Is the kitty uncomfortable or in pain? Vet. If the kitty is just 'talking', try to listen and see what the kitty wants to tell you?


----------



## aprilmay (Dec 29, 2009)

He doesn't seem to be uncomfortable or in pain. When being petted he seems happy and he'll moan when he purrs. 

It seems to me like he does it mainly when he's content or happy. Being petted, following me through the house, and eating. I worry though because when my other cats did it it was connected to pain and/or sickness.


----------



## Heidi n Q (Nov 22, 2006)

Hmmmm... Well, then I think this 'moan' sound he makes is simply a part of his 'speaking voice' and it is normal for him. Sounds can sound the same, but mean different things ... as you see with your cats. Is Mika really moaning, or is he just sort of trilling, or drawing out his meow sounds like: Mmm_mmm_mmeee_aaa_rrr_rrr_rrrmmm_mm_, with changes in inflection, tone and pitch?
Our Shasta purrs and meows when being petted, or talked to, and she seems to add a 'mmmmmnnnnnnnrrrrrrr' noise before her little meow, meah and meh noises as she talks to me.


----------



## aprilmay (Dec 29, 2009)

It's a deep moan, usually pretty short...sounds like murh...not too loud. The murmur is usually drawn out murmurmurmur. His mouth doesn't move, the sound is coming from his throat. Maybe it is just the way he communicates that he's happy, because nothing seems to be wrong. He eats like a pig and plays like there's no tomorrow.

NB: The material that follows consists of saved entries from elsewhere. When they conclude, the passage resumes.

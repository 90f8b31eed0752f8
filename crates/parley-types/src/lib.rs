//! Shared domain types for Parley.
//!
//! This crate contains the core domain types used across the Parley relay:
//! chat messages, session summaries, the model catalog, LLM request/response
//! shapes, and their associated error types.
//!
//! Zero infrastructure dependencies -- only serde, uuid, chrono, thiserror.

pub mod chat;
pub mod error;
pub mod llm;
//! Application state wiring the relay together.
//!
//! AppState pins the generic [`RelayService`] to the concrete infra
//! implementations: the DashMap session store and the OpenAI-compatible
//! provider. Configuration is read from the environment exactly once here.

use std::sync::Arc;

use secrecy::SecretString;
use tracing::warn;

use parley_core::relay::RelayService;
use parley_infra::llm::OpenAiCompatProvider;
use parley_infra::llm::openai_compat::config::openai_defaults;
use parley_infra::store::MemorySessionStore;

/// Concrete relay type pinned to the infra implementations.
pub type ConcreteRelay = RelayService<MemorySessionStore, OpenAiCompatProvider>;

/// Shared application state handed to every handler.
#[derive(Clone)]
pub struct AppState {
    pub relay: Arc<ConcreteRelay>,
}

impl AppState {
    /// Initialize the application state.
    ///
    /// `OPENAI_API_KEY` supplies the upstream credential; when it is absent
    /// the server still starts, reports `openai_configured: false` from
    /// /health, and rejects chat requests. `OPENAI_BASE_URL` optionally
    /// points the provider at a different OpenAI-compatible endpoint.
    pub fn init(default_model: &str) -> Self {
        let provider = match std::env::var("OPENAI_API_KEY") {
            Ok(key) if !key.trim().is_empty() => {
                let mut config = openai_defaults(SecretString::from(key), default_model);
                if let Ok(base_url) = std::env::var("OPENAI_BASE_URL") {
                    config = config.with_base_url(base_url);
                }
                Some(Arc::new(OpenAiCompatProvider::new(config)))
            }
            _ => {
                warn!("OPENAI_API_KEY is not set; chat requests will fail until it is");
                None
            }
        };

        let store = Arc::new(MemorySessionStore::new());
        let relay = RelayService::new(store, provider, default_model);

        Self {
            relay: Arc::new(relay),
        }
    }
}
//! LLM provider implementations.

pub mod openai_compat;

pub use openai_compat::OpenAiCompatProvider;
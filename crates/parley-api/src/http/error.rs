//! Application error type mapping to HTTP status codes.
//!
//! Every failure surfaces as a status plus a `{"error": "..."}` JSON body.
//! Nothing is retried. Streaming-path failures never reach this type: once
//! the SSE response is committed they are reported as in-band error events.

use axum::Json;
use axum::http::StatusCode;
use axum::response::{IntoResponse, Response};
use serde_json::json;

use parley_types::error::RelayError;

/// Application-level error that maps to HTTP responses.
#[derive(Debug)]
pub enum AppError {
    /// Relay operation failure.
    Relay(RelayError),
    /// Generic internal error.
    Internal(String),
}

impl From<RelayError> for AppError {
    fn from(e: RelayError) -> Self {
        AppError::Relay(e)
    }
}

impl AppError {
    fn status(&self) -> StatusCode {
        match self {
            AppError::Relay(RelayError::EmptyQuestion) => StatusCode::BAD_REQUEST,
            AppError::Relay(RelayError::Auth(_)) => StatusCode::UNAUTHORIZED,
            AppError::Relay(RelayError::Quota(_)) => StatusCode::TOO_MANY_REQUESTS,
            AppError::Relay(RelayError::SessionNotFound(_)) => StatusCode::NOT_FOUND,
            AppError::Relay(
                RelayError::NoCredential | RelayError::Upstream(_) | RelayError::Store(_),
            ) => StatusCode::INTERNAL_SERVER_ERROR,
            AppError::Internal(_) => StatusCode::INTERNAL_SERVER_ERROR,
        }
    }
}

impl IntoResponse for AppError {
    fn into_response(self) -> Response {
        let status = self.status();
        let message = match self {
            AppError::Relay(e) => e.to_string(),
            AppError::Internal(msg) => msg,
        };

        (status, Json(json!({ "error": message }))).into_response()
    }
}

#[cfg(test)]
mod tests {
    use super::*;

    #[test]
    fn test_validation_maps_to_400() {
        let err = AppError::Relay(RelayError::EmptyQuestion);
        assert_eq!(err.status(), StatusCode::BAD_REQUEST);
    }

    #[test]
    fn test_auth_maps_to_401() {
        let err = AppError::Relay(RelayError::Auth("bad key".into()));
        assert_eq!(err.status(), StatusCode::UNAUTHORIZED);
    }

    #[test]
    fn test_quota_maps_to_429() {
        let err = AppError::Relay(RelayError::Quota("billing".into()));
        assert_eq!(err.status(), StatusCode::TOO_MANY_REQUESTS);
    }

    #[test]
    fn test_not_found_maps_to_404() {
        let err = AppError::Relay(RelayError::SessionNotFound("s1".into()));
        assert_eq!(err.status(), StatusCode::NOT_FOUND);
    }

    #[test]
    fn test_everything_else_maps_to_500() {
        for err in [
            AppError::Relay(RelayError::NoCredential),
            AppError::Relay(RelayError::Upstream("boom".into())),
            AppError::Internal("panic".into()),
        ] {
            assert_eq!(err.status(), StatusCode::INTERNAL_SERVER_ERROR);
        }
    }
}
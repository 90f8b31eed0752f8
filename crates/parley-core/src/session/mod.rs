//! Session storage abstractions.

pub mod store;
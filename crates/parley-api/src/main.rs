//! Parley REST API entry point.
//!
//! Binary name: `parley`
//!
//! Parses CLI arguments, wires the relay, and serves the HTTP API until
//! Ctrl+C or SIGTERM.

mod http;
mod state;

use clap::Parser;
use tracing_subscriber::EnvFilter;

use parley_core::relay::catalog;
use state::AppState;

#[derive(Debug, Parser)]
#[command(name = "parley", about = "Minimal web chat relay for OpenAI-compatible APIs")]
struct Cli {
    /// Address to bind.
    #[arg(long, default_value = "127.0.0.1", env = "PARLEY_HOST")]
    host: String,

    /// Port to listen on.
    #[arg(long, default_value_t = 8000, env = "PARLEY_PORT")]
    port: u16,

    /// Model used when a chat request names none.
    #[arg(long, default_value = catalog::DEFAULT_MODEL, env = "PARLEY_MODEL")]
    model: String,

    /// Increase log verbosity (-v, -vv).
    #[arg(short, long, action = clap::ArgAction::Count)]
    verbose: u8,

    /// Only log errors.
    #[arg(short, long)]
    quiet: bool,
}

#[tokio::main]
async fn main() -> anyhow::Result<()> {
    let cli = Cli::parse();

    // Set up tracing based on verbosity
    let filter = match cli.verbose {
        0 if cli.quiet => "error",
        0 => "info",
        1 => "info,parley=debug",
        _ => "trace",
    };

    tracing_subscriber::fmt()
        .with_env_filter(EnvFilter::new(filter))
        .with_target(false)
        .init();

    let state = AppState::init(&cli.model);

    let addr = format!("{}:{}", cli.host, cli.port);
    let listener = tokio::net::TcpListener::bind(&addr).await?;
    tracing::info!(addr = %format!("http://{addr}"), model = %cli.model, "parley listening");

    let router = http::router::build_router(state);

    axum::serve(listener, router)
        .with_graceful_shutdown(shutdown_signal())
        .await?;

    tracing::info!("server stopped");
    Ok(())
}

/// Wait for Ctrl+C or SIGTERM for graceful shutdown.
async fn shutdown_signal() {
    let ctrl_c = async {
        tokio::signal::ctrl_c()
            .await
            .expect("failed to install Ctrl+C handler");
    };

    #[cfg(unix)]
    let terminate = async {
        tokio::signal::unix::signal(tokio::signal::unix::SignalKind::terminate())
            .expect("failed to install SIGTERM handler")
            .recv()
            .await;
    };

    #[cfg(not(unix))]
    let terminate = std::future::pending::<()>();

    tokio::select! {
        _ = ctrl_c => {},
        _ = terminate => {},
    }
}
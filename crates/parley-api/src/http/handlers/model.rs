//! Model catalog handler.

use axum::Json;
use axum::extract::State;
use serde_json::{Value, json};

use crate::state::AppState;

/// GET /api/models - the fixed model catalog.
pub async fn list_models(State(state): State<AppState>) -> Json<Value> {
    Json(json!({ "models": state.relay.models() }))
}
//! LLM request/response types for Parley.
//!
//! These types model the data shapes for upstream completion calls:
//! requests, responses, streaming events, and error handling. They are
//! provider-agnostic; the concrete OpenAI-compatible mapping lives in
//! parley-infra.

use serde::{Deserialize, Serialize};

use crate::chat::MessageRole;

/// A single message in an upstream conversation prompt.
#[derive(Debug, Clone, Serialize, Deserialize)]
pub struct PromptMessage {
    pub role: MessageRole,
    pub content: String,
}

/// Request to an LLM provider for a completion.
#[derive(Debug, Clone, Serialize, Deserialize)]
pub struct CompletionRequest {
    pub model: String,
    pub messages: Vec<PromptMessage>,
    #[serde(skip_serializing_if = "Option::is_none")]
    pub system: Option<String>,
    #[serde(default)]
    pub stream: bool,
}

/// Response from an LLM provider for a non-streaming completion.
#[derive(Debug, Clone, Serialize, Deserialize)]
pub struct CompletionResponse {
    pub id: String,
    pub content: String,
    pub model: String,
}

/// Events emitted during a streaming completion.
#[derive(Debug, Clone, Serialize, Deserialize)]
#[serde(tag = "type", rename_all = "snake_case")]
pub enum StreamEvent {
    /// An incremental fragment of generated text.
    TextDelta { text: String },

    /// The stream has completed.
    Done,
}

/// Errors from LLM provider operations.
///
/// Providers classify their own failures into these variants; the relay
/// translates them to [`crate::error::RelayError`] in one place.
#[derive(Debug, thiserror::Error)]
pub enum LlmError {
    #[error("provider error: {message}")]
    Provider { message: String },

    #[error("authentication failed: {0}")]
    AuthenticationFailed(String),

    #[error("quota exhausted: {0}")]
    QuotaExhausted(String),

    #[error("rate limited")]
    RateLimited,

    #[error("stream error: {0}")]
    Stream(String),

    #[error("deserialization error: {0}")]
    Deserialization(String),

    #[error("invalid request: {0}")]
    InvalidRequest(String),
}

#[cfg(test)]
mod tests {
    use super::*;

    #[test]
    fn test_stream_event_serde() {
        let ev = StreamEvent::TextDelta {
            text: "hi".to_string(),
        };
        let json = serde_json::to_string(&ev).unwrap();
        assert!(json.contains("\"type\":\"text_delta\""));
        let parsed: StreamEvent = serde_json::from_str(&json).unwrap();
        assert!(matches!(parsed, StreamEvent::TextDelta { text } if text == "hi"));
    }

    #[test]
    fn test_completion_request_omits_empty_system() {
        let req = CompletionRequest {
            model: "model-x".to_string(),
            messages: vec![],
            system: None,
            stream: false,
        };
        let json = serde_json::to_string(&req).unwrap();
        assert!(!json.contains("system"));
    }

    #[test]
    fn test_llm_error_display() {
        let err = LlmError::QuotaExhausted("billing hard limit reached".to_string());
        assert!(err.to_string().contains("billing hard limit"));
    }
}
//! Session store implementations.

pub mod memory;

pub use memory::MemorySessionStore;
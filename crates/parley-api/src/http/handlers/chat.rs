//! Chat turn endpoint, blocking or streamed as Server-Sent Events.
//!
//! POST /api/chat
//!
//! Non-streaming requests return the whole reply as JSON. With
//! `"stream": true` the response is a `text/event-stream` of unnamed events:
//! - `data: {"content": "..."}` -- one per fragment, flushed as produced
//! - `data: {"done": true}` -- terminal, after the reply was stored
//! - `data: {"error": "..."}` -- terminal, on mid-stream failure
//!
//! Precondition failures (empty question, missing credential) happen before
//! the stream is opened and surface as normal HTTP error responses.

use std::convert::Infallible;
use std::time::Duration;

use axum::Json;
use axum::extract::State;
use axum::response::sse::{Event, KeepAlive, Sse};
use axum::response::{IntoResponse, Response};
use futures_util::StreamExt;
use serde::Deserialize;
use serde_json::json;

use parley_core::relay::RelayEvent;

use crate::http::error::AppError;
use crate::state::AppState;

/// Session used when a request names none.
const DEFAULT_SESSION_ID: &str = "default";

/// Request body for the chat endpoint.
#[derive(Debug, Deserialize)]
pub struct ChatRequest {
    /// The user message to relay upstream.
    pub question: String,
    /// Session to continue; a new one is created implicitly if unknown.
    #[serde(default = "default_session_id")]
    pub session_id: String,
    /// Stream the reply as SSE instead of returning it whole.
    #[serde(default)]
    pub stream: bool,
    /// Model override; falls back to the configured default.
    pub model: Option<String>,
}

fn default_session_id() -> String {
    DEFAULT_SESSION_ID.to_string()
}

/// POST /api/chat - run one chat turn.
pub async fn chat(
    State(state): State<AppState>,
    Json(body): Json<ChatRequest>,
) -> Result<Response, AppError> {
    let model = body
        .model
        .unwrap_or_else(|| state.relay.default_model().to_string());

    if body.stream {
        let relay_stream = state
            .relay
            .send_stream(&body.question, &body.session_id, &model)
            .await?;

        let sse_stream = relay_stream.map(|event| {
            Ok::<_, Infallible>(Event::default().data(sse_payload(event).to_string()))
        });

        Ok(Sse::new(sse_stream)
            .keep_alive(KeepAlive::new().interval(Duration::from_secs(15)))
            .into_response())
    } else {
        let reply = state
            .relay
            .send(&body.question, &body.session_id, &model)
            .await?;

        Ok(Json(json!({
            "success": true,
            "result": reply.text,
            "session_id": reply.session_id,
            "model": reply.model,
        }))
        .into_response())
    }
}

/// Wire shape of one SSE event.
fn sse_payload(event: RelayEvent) -> serde_json::Value {
    match event {
        RelayEvent::Content(text) => json!({ "content": text }),
        RelayEvent::Done => json!({ "done": true }),
        RelayEvent::Error(message) => json!({ "error": message }),
    }
}

#[cfg(test)]
mod tests {
    use super::*;

    #[test]
    fn test_sse_payload_shapes() {
        assert_eq!(
            sse_payload(RelayEvent::Content("hi".into())),
            json!({"content": "hi"})
        );
        assert_eq!(sse_payload(RelayEvent::Done), json!({"done": true}));
        assert_eq!(
            sse_payload(RelayEvent::Error("boom".into())),
            json!({"error": "boom"})
        );
    }

    #[test]
    fn test_chat_request_defaults() {
        let body: ChatRequest = serde_json::from_str(r#"{"question": "hi"}"#).unwrap();
        assert_eq!(body.session_id, DEFAULT_SESSION_ID);
        assert!(!body.stream);
        assert!(body.model.is_none());
    }
}
//! Embedded single-page chat UI.

use axum::response::Html;

/// GET / - the chat page. The UI is compiled into the binary so the server
/// is a single artifact with nothing to serve from disk.
pub async fn home() -> Html<&'static str> {
    Html(include_str!("../../../assets/index.html"))
}
//! Prompt assembly shared by the streaming and non-streaming paths.
//!
//! The prompt is a fixed system instruction followed by the most recent
//! [`HISTORY_WINDOW`] session messages in chronological order. The caller
//! appends the new user message to the session first, so it is always part
//! of the window. No token counting or summarization; if the window still
//! overflows the model's context, the upstream error propagates as-is.

use parley_types::chat::ChatMessage;
use parley_types::llm::{CompletionRequest, PromptMessage};

/// Fixed system instruction sent with every turn.
pub const SYSTEM_PROMPT: &str =
    "You are a helpful assistant. Answer the user's questions clearly and concisely.";

/// Number of trailing session messages carried into the prompt.
pub const HISTORY_WINDOW: usize = 20;

/// Build the upstream request from a session's history.
pub fn build_request(model: &str, history: &[ChatMessage], stream: bool) -> CompletionRequest {
    let start = history.len().saturating_sub(HISTORY_WINDOW);
    let messages = history[start..]
        .iter()
        .map(|m| PromptMessage {
            role: m.role,
            content: m.content.clone(),
        })
        .collect();

    CompletionRequest {
        model: model.to_string(),
        messages,
        system: Some(SYSTEM_PROMPT.to_string()),
        stream,
    }
}

#[cfg(test)]
mod tests {
    use super::*;
    use parley_types::chat::MessageRole;

    fn history_of(n: usize) -> Vec<ChatMessage> {
        (0..n)
            .map(|i| ChatMessage::new(MessageRole::User, format!("message {i}")))
            .collect()
    }

    #[test]
    fn test_short_history_is_carried_whole() {
        let history = history_of(5);
        let request = build_request("model-x", &history, false);
        assert_eq!(request.messages.len(), 5);
        assert_eq!(request.system.as_deref(), Some(SYSTEM_PROMPT));
        assert_eq!(request.model, "model-x");
        assert!(!request.stream);
    }

    #[test]
    fn test_long_history_keeps_last_twenty_in_order() {
        let history = history_of(25);
        let request = build_request("model-x", &history, true);
        assert_eq!(request.messages.len(), HISTORY_WINDOW);
        assert_eq!(request.messages.first().unwrap().content, "message 5");
        assert_eq!(request.messages.last().unwrap().content, "message 24");
        assert!(request.stream);
    }

    #[test]
    fn test_exact_window_boundary() {
        let history = history_of(HISTORY_WINDOW);
        let request = build_request("model-x", &history, false);
        assert_eq!(request.messages.len(), HISTORY_WINDOW);
        assert_eq!(request.messages.first().unwrap().content, "message 0");
    }
}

Gonna keep a close eye on him though.


----------



## ChelleBelle (Sep 14, 2009)

He should be fine, he's just chatting in his own unique cat tongue to you. One of my cats does that. She meows, murrs, mmmmmmmmhmms, meeps, ect. She makes a ton of different noises if you are near her and are talking to her. While, the other cat just meows as her noise.


----------



## hoofmaiden (Sep 28, 2009)

Is he neutered?


----------



## mimitabby (Apr 20, 2010)

sounds like he has a siamese grandmother :mrgreen:


----------



## Miso (Dec 5, 2009)

My 8 month old doesn't meow much but she'll walk around trilling and chattering to herself all the time. Especially when she's playing or watching birds from the window.


----------



## aprilmay (Dec 29, 2009)

Yes, he's fixed.

Last night he got a mouse. Poor mouse. The noises that came out of that cat...

He's quite a talker


----------



## china_cat84 (Apr 27, 2010)

I think it's quite normal. My childhood cat did that all the time. He would follow me around making little mur, murp, meep, noises and loud moan/pur noises - like purring but moaning too. He would make those noises whenever he was happy (ESPECIALLY when he was being petted!), wanted attention, or just because. If you were in the same room with him, but too busy at the moment to give him attention, he would yowl and meow loudly. If that didn't work, he would but up against your legs all the while making little mer, murp, meep noises. And he was neutered and didn't look even the slightest bit siamese. I think some cats just express themselves differently. I mean, people used to think that cats only purred to express happiness or contentment but studies now show that they do it for all kinds of reasons. I wouldn't worry about it unless he becomes lethargic, stops eating, urinates/poops outside the box, or stops playing.


----------



## Spanglo (May 2, 2010)

One of my cats moans loudly - you're not alone. Always when he's relaxed and being petted, he moans with every stroke of his fur. It cracks me up every time. BTW he's a very, very vocal cat normally. I think some cats are just way more expressive than others.


----------